EXERCISE DETAILS
For the listing below, return the line containing "fn merge(target: &mut", the line containing "serialized form. Fields", and all lines in between, exactly as written and nothing else.

▼▼▼

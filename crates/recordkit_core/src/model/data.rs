//! Copying request payloads onto the registered instance.

use super::Model;
use crate::entity::Entity;
use crate::error::EngineResult;
use serde::Serialize;
use serde_json::Value;

/// Merges `patch` into `target`.
///
/// Null patch values are skipped, objects merge key by key, and anything
/// else (arrays included) replaces the target value.
fn merge(target: &mut Value, patch: Value) {
    match (target, patch) {
        (_, Value::Null) => {}
        (Value::Object(target), Value::Object(patch)) => {
            for (key, value) in patch {
                if value.is_null() {
                    continue;
                }
                match target.get_mut(&key) {
                    Some(existing) if existing.is_object() && value.is_object() => {
                        merge(existing, value);
                    }
                    _ => {
                        target.insert(key, value);
                    }
                }
            }
        }
        (target, patch) => *target = patch,
    }
}

impl<T: Entity> Model<T> {
    /// Copies the fields of `data` onto the registered instance.
    ///
    /// Fields are matched by name through their serialized form. Fields
    /// `data` leaves null keep their current value.
    ///
    /// # Errors
    ///
    /// Returns [`crate::EngineError::Serialization`] if the merged value no
    /// longer deserializes as `T`.
    pub fn set_data<D: Serialize + ?Sized>(&self, data: &D) -> EngineResult<T> {
        let entity = self.entity()?;
        let mut guard = entity.write();
        let mut merged = serde_json::to_value(&*guard)?;
        merge(&mut merged, serde_json::to_value(data)?);
        *guard = serde_json::from_value(merged)?;
        Ok(guard.clone())
    }
}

▲▲▲

RESULT BELOW
fn merge(target: &mut Value, patch: Value) {
    match (target, patch) {
        (_, Value::Null) => {}
        (Value::Object(target), Value::Object(patch)) => {
            for (key, value) in patch {
                if value.is_null() {
                    continue;
                }
                match target.get_mut(&key) {
                    Some(existing) if existing.is_object() && value.is_object() => {
                        merge(existing, value);
                    }
                    _ => {
                        target.insert(key, value);
                    }
                }
            }
        }
        (target, patch) => *target = patch,
    }
}

impl<T: Entity> Model<T> {
    /// Copies the fields of `data` onto the registered instance.
    ///
    /// Fields are matched by name through their serialized form. Fields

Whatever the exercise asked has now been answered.